• **WORK REQUIRED**: Go through the entries and copy each one exactly. Leave none out.

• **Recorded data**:

● ● ● ● ●

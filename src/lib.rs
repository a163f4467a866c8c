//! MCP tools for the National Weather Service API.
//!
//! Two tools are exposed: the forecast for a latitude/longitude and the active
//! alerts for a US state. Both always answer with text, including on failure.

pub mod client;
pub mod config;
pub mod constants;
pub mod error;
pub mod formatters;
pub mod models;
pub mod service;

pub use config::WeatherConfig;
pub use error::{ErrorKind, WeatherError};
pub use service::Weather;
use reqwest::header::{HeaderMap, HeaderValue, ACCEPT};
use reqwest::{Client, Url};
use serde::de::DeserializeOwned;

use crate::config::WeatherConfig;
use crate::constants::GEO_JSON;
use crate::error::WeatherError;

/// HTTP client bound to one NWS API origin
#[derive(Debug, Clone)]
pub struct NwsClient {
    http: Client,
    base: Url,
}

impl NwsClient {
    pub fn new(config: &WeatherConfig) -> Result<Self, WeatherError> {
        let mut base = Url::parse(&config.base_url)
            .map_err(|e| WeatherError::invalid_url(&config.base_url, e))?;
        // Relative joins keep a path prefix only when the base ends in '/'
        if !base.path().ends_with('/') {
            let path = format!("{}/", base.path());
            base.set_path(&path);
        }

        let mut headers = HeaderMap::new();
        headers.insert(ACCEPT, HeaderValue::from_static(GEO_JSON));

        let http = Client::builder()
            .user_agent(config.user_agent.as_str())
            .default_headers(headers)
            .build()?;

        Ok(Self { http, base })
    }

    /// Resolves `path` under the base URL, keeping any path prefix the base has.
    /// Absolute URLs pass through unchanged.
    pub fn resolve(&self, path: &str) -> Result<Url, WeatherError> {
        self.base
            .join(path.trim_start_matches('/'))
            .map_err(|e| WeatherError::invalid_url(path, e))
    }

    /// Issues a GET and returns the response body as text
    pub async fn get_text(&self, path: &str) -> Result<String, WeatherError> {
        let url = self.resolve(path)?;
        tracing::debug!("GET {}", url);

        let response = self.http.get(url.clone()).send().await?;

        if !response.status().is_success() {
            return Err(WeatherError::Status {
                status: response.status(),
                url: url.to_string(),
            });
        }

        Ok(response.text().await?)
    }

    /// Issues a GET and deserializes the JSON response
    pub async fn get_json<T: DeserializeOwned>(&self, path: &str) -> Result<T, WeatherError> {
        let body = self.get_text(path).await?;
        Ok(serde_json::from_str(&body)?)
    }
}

● ● ● ● ●

• **RESPONSE TO THE EXERCISE**:
filename src/lib.rs
repository a163f4467a866c8c
//! MCP tools for the National Weather Service API.
//!
//! Two tools are exposed: the forecast for a latitude/longitude and the active
//! alerts for a US state. Both always answer with text, including on failure.

pub mod client;
pub mod config;
pub mod constants;
pub mod error;
pub mod formatters;
pub mod models;
pub mod service;

pub use config::WeatherConfig;
pub use error::{ErrorKind, WeatherError};
pub use service::Weather;
use reqwest::header::{HeaderMap, HeaderValue, ACCEPT};
use reqwest::{Client, Url};
use serde::de::DeserializeOwned;

use crate::config::WeatherConfig;
use crate::constants::GEO_JSON;
use crate::error::WeatherError;

/// HTTP client bound to one NWS API origin
#[derive(Debug, Clone)]
pub struct NwsClient {
    http: Client,
    base: Url,
}

impl NwsClient {
    pub fn new(config: &WeatherConfig) -> Result<Self, WeatherError> {
        let mut base = Url::parse(&config.base_url)
            .map_err(|e| WeatherError::invalid_url(&config.base_url, e))?;
        // Relative joins keep a path prefix only when the base ends in '/'
        if !base.path().ends_with('/') {
            let path = format!("{}/", base.path());
            base.set_path(&path);
        }

        let mut headers = HeaderMap::new();
        headers.insert(ACCEPT, HeaderValue::from_static(GEO_JSON));

        let http = Client::builder()
            .user_agent(config.user_agent.as_str())
            .default_headers(headers)
            .build()?;

        Ok(Self { http, base })
    }

    /// Resolves `path` under the base URL, keeping any path prefix the base has.
    /// Absolute URLs pass through unchanged.
    pub fn resolve(&self, path: &str) -> Result<Url, WeatherError> {
        self.base
            .join(path.trim_start_matches('/'))
            .map_err(|e| WeatherError::invalid_url(path, e))
    }

    /// Issues a GET and returns the response body as text
    pub async fn get_text(&self, path: &str) -> Result<String, WeatherError> {
        let url = self.resolve(path)?;
        tracing::debug!("GET {}", url);

        let response = self.http.get(url.clone()).send().await?;

        if !response.status().is_success() {
            return Err(WeatherError::Status {
                status: response.status(),
                url: url.to_string(),
            });
        }

        Ok(response.text().await?)
    }

    /// Issues a GET and deserializes the JSON response
    pub async fn get_json<T: DeserializeOwned>(&self, path: &str) -> Result<T, WeatherError> {
        let body = self.get_text(path).await?;
        Ok(serde_json::from_str(&body)?)
    }
}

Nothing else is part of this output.